8:00pm on Tuesday evening. Roommates and I are sitting on the couch watching TLC or "When Tigers Attack!" or something. We hear a knock at the door. My roommate goes and answers the door. A tall lady with dark curly hair and glasses holding a plastic bin full of cookies and pastries happily greets all of us. She announces herself as a "mom on a mission".
She is selling baked goods to help pay for a trip to visit her kids in Ohio. They live with her ex-husband. She says they trade custody every other year and this year she's without them. She says she has a bad back and has to wear special shoes so that she can accommodate her walking-heavy, door-to-door mission.
She says she's not begging, but being self sufficient because it's irresponsible to ask the bishop for help. She says she can take a card if we don't have cash and shows us what I only assume is a credit card reader (complete with card logos on it). I'm not sure how it comes up, but she mentions that she has a daughter living off-campus in a similar set-up as us.
My roommates go get their cash and buy croissants and the like.
She turns to me and says, "How about you? Would you like to help?"
I stare back and say, "No, thanks."
My roommates think I'm a heartless wench. The "mom on a mission" leaves -- onto the next apartment to peddle her (crack laced??) pastries.
OK. Before you judge me for being terrible, there's more. In my experience here at BYU, I've seen this lady 3, maybe 4 times. She always says the same exact thing. Always flashes her crazy shoes and tries to get a firm commitment out of everyone in her line of vision. She's always trying to go visit those kids in Ohio. I bought some weird bread the first time I saw her and I think I just gave her cash the second time. I did not eat the bread.
I explain this to my roommates and they are not sure what to think. They are also worried they will die of dysentery, having already begun to partake of the goodies.

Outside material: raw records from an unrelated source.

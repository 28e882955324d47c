//! Execution controller
//!
//! Keeps a registry of running jobs. Each job's `PlanExecution` sits behind
//! its own async mutex, so jobs never contend with each other; the registry
//! lock is only held long enough to look a job up.

use crate::config::{validate, Config, ExecutionConfig, FeatureToggles};
use crate::execution::{
    ExecutionError, ExecutionPhase, ExecutionSummary, FetchOutcome, Fetcher, PlanExecution,
    ReplanRequest, StepReport,
};
use crate::model::{Action, Candidate, CostObservation, CrawlState, Goal, Plan, PlanContext};
use crate::learning::PatternOutcome;
use crate::planner::HierarchicalPlanner;
use crate::scoring::HistoricalCostEstimator;
use crate::storage::{HistoryStore, PatternStore, SqliteStore};
use crate::telemetry::{TelemetryEvent, TelemetrySink};
use chrono::Utc;
use std::collections::HashMap;
use std::sync::atomic::{AtomicBool, Ordering};
use std::sync::Arc;
use std::time::{Duration, Instant};
use tokio::sync::{Mutex, RwLock};
use tokio_util::sync::CancellationToken;

struct Job {
    execution: Mutex<PlanExecution>,
    cancel: CancellationToken,

    /// Set while `run` owns the dispatch loop
    driving: AtomicBool,
}

/// Clears the driving flag when `run` exits
struct DrivingGuard<'a>(&'a AtomicBool);

impl Drop for DrivingGuard<'_> {
    fn drop(&mut self) {
        self.0.store(false, Ordering::SeqCst);
    }
}

/// Runs plans for many concurrent crawl jobs
pub struct ExecutionController {
    planner: Arc<HierarchicalPlanner>,
    patterns: Arc<dyn PatternStore>,
    history: Arc<dyn HistoryStore>,
    fetcher: Arc<dyn Fetcher>,
    telemetry: Arc<dyn TelemetrySink>,
    config: ExecutionConfig,
    features: FeatureToggles,
    jobs: RwLock<HashMap<String, Arc<Job>>>,
}
/// Crawl action definitions
///
/// An action is one unit of crawl work the planner can schedule. Actions are
/// immutable once built; the planner and controller only wrap them.
use crate::model::StepSource;
use serde::{Deserialize, Serialize};
use std::fmt;
use url::{Position, Url};

/// Kind of crawl work an action performs
#[derive(Debug, Clone, Copy, PartialEq, Eq, Hash, PartialOrd, Ord, Serialize, Deserialize)]
#[serde(rename_all = "kebab-case")]
pub enum ActionType {
    /// Fetch a hub page (section front, topic index) and harvest its links
    ExploreHub,

    /// Replay an archive or history path of a hub
    History,

    /// Seed further crawling from a just-discovered article
    AdaptiveSeed,

    /// Walk a sitemap listing
    Sitemap,
}

impl ActionType {
    /// Returns the storage representation of the action type
    pub fn as_str(&self) -> &'static str {
        match self {
            Self::ExploreHub => "explore-hub",
            Self::History => "history",
            Self::AdaptiveSeed => "adaptive-seed",
            Self::Sitemap => "sitemap",
        }
    }

    /// Parses an action type from its storage representation
    ///
    /// Returns None if the string doesn't match any known type.
    pub fn parse(s: &str) -> Option<Self> {
        match s {
            "explore-hub" => Some(Self::ExploreHub),
            "history" => Some(Self::History),
            "adaptive-seed" => Some(Self::AdaptiveSeed),
            "sitemap" => Some(Self::Sitemap),
            _ => None,
        }
    }

    /// Returns true if actions of this type are aimed at a known hub
    ///
    /// Hub-targeted types can be synthesized for unexplored hubs of a domain;
    /// adaptive seeds only exist once an article has been discovered.
    pub fn targets_hubs(&self) -> bool {
        match self {
            Self::ExploreHub | Self::History => true,
            Self::AdaptiveSeed | Self::Sitemap => false,
        }
    }

    /// Returns all action types
    pub fn all() -> [Self; 4] {
        [
            Self::ExploreHub,
            Self::History,
            Self::AdaptiveSeed,
            Self::Sitemap,
        ]
    }
}

impl fmt::Display for ActionType {
    fn fmt(&self, f: &mut fmt::Formatter<'_>) -> fmt::Result {
        write!(f, "{}", self.as_str())
    }
}

/// A candidate unit of crawl work
#[derive(Debug, Clone, PartialEq, Serialize, Deserialize)]
pub struct Action {
    kind: ActionType,
    target: String,
    estimated_articles: u32,
    estimated_requests: u32,
}

impl Action {
    pub fn new(
        kind: ActionType,
        target: impl Into<String>,
        estimated_articles: u32,
        estimated_requests: u32,
    ) -> Self {
        Self {
            kind,
            target: target.into(),
            estimated_articles,
            estimated_requests,
        }
    }

    pub fn kind(&self) -> ActionType {
        self.kind
    }

    /// URL or path descriptor the action operates on
    pub fn target(&self) -> &str {
        &self.target
    }

    pub fn estimated_articles(&self) -> u32 {
        self.estimated_articles
    }

    pub fn estimated_requests(&self) -> u32 {
        self.estimated_requests
    }

    /// Builds the same action aimed at the next page of its target
    ///
    /// The page number is carried in a `page` query parameter. Absolute URLs
    /// keep their origin; path descriptors stay relative.
    ///
    /// # Examples
    ///
    /// ```
    /// use sumi_compass::model::{Action, ActionType};
    ///
    /// let action = Action::new(ActionType::ExploreHub, "https://example.com/news", 40, 1);
    /// let next = action.next_page_variant().unwrap();
    /// assert_eq!(next.target(), "https://example.com/news?page=2");
    ///
    /// let next = next.next_page_variant().unwrap();
    /// assert_eq!(next.target(), "https://example.com/news?page=3");
    /// ```
    pub fn next_page_variant(&self) -> Option<Action> {
        let target = next_page_target(&self.target)?;
        Some(Self {
            target,
            ..self.clone()
        })
    }
}

/// Computes the next-page target for a URL or path descriptor
fn next_page_target(target: &str) -> Option<String> {
    match Url::parse(target) {
        Ok(url) => Some(with_next_page(url).to_string()),
        Err(url::ParseError::RelativeUrlWithoutBase) => {
            let base = Url::parse("https://relative.invalid/").ok()?;
            let url = base.join(target).ok()?;
            let next = with_next_page(url);
            Some(next[Position::BeforePath..].to_string())
        }
        Err(_) => None,
    }
}

fn with_next_page(mut url: Url) -> Url {
    let mut page = 1u32;
    let mut retained = Vec::new();

    for (key, value) in url.query_pairs() {
        if key == "page" {
            page = value.parse().unwrap_or(1);
        } else {
            retained.push((key.into_owned(), value.into_owned()));
        }
    }

    {
        let mut pairs = url.query_pairs_mut();
        pairs.clear();
        for (key, value) in &retained {
            pairs.append_pair(key, value);
        }
        pairs.append_pair("page", &page.saturating_add(1).to_string());
    }

    url
}

/// Base heuristic signals attached to a candidate before scoring
#[derive(Debug, Clone, Default, PartialEq, Serialize, Deserialize)]
#[serde(default)]
pub struct BaseHeuristics {
    /// The action fills a known coverage gap
    pub fills_coverage_gap: bool,

    /// Confidence of the pattern this candidate was derived from
    pub pattern_confidence: Option<f64>,

    /// Additive adjustment learned during execution for this action type
    pub adjustment: f64,
}

/// An action offered to the planner together with its predicted payoff
#[derive(Debug, Clone, PartialEq, Serialize, Deserialize)]
pub struct Candidate {
    pub action: Action,
    pub expected_value: f64,
    #[serde(default)]
    pub heuristics: BaseHeuristics,
    #[serde(default)]
    pub source: StepSource,
}

impl Candidate {
    /// Creates a search candidate whose expected value is its article estimate
    pub fn new(action: Action) -> Self {
        let expected_value = f64::from(action.estimated_articles());
        Self {
            action,
            expected_value,
            heuristics: BaseHeuristics::default(),
            source: StepSource::SearchGenerated,
        }
    }

    /// Creates a candidate derived from a learned pattern
    pub fn pattern_learned(action: Action, expected_value: f64, confidence: f64) -> Self {
        Self {
            action,
            expected_value,
            heuristics: BaseHeuristics {
                pattern_confidence: Some(confidence),
                ..BaseHeuristics::default()
            },
            source: StepSource::PatternLearned,
        }
    }

    pub fn with_expected_value(mut self, expected_value: f64) -> Self {
        self.expected_value = expected_value;
        self
    }

    /// Marks the candidate as filling a known coverage gap
    pub fn filling_gap(mut self) -> Self {
        self.heuristics.fills_coverage_gap = true;
        self
    }
}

The thing is -- I don't know if I buy her story. She's clearly coherent enough to be an awesome sales person. Why doesn't she work at a car dealership? Or a cell phone store? Or... anywhere? If she and Mr. Husband trade custody every other year, why did I see her last year? And the year before? Maybe she does work somewhere and only peddles pastries on the side.
Is she unable to get a job because she's crazy? Why does she think that 20-year-old kids in Provo have an expendable income to help her with her personal problems? News flash: We're all poor and we're all trying to get home to our families (I paid $700 for a plane ticket to go home for Thanksgiving). Perhaps she's just trying to make money without paying taxes on it to support herself. Who knows. It just weirds me out.
Have you seen her? Does anyone have any info on this lady? I googled every combo of words I could think of to turn up results on this lady and came up with nothing. Let me know!
P.S. Mom on a Mission, if you are in fact a Mom on a Mission and you really are just trying to visit your kids in Ohio, I apologize for thinking you're a drug dealer. You still weird me out, though. And I still don't want to give you my money.
P.P.S. It's maybe important to mention that my roommates didn't die of dysentery. They were actually fine.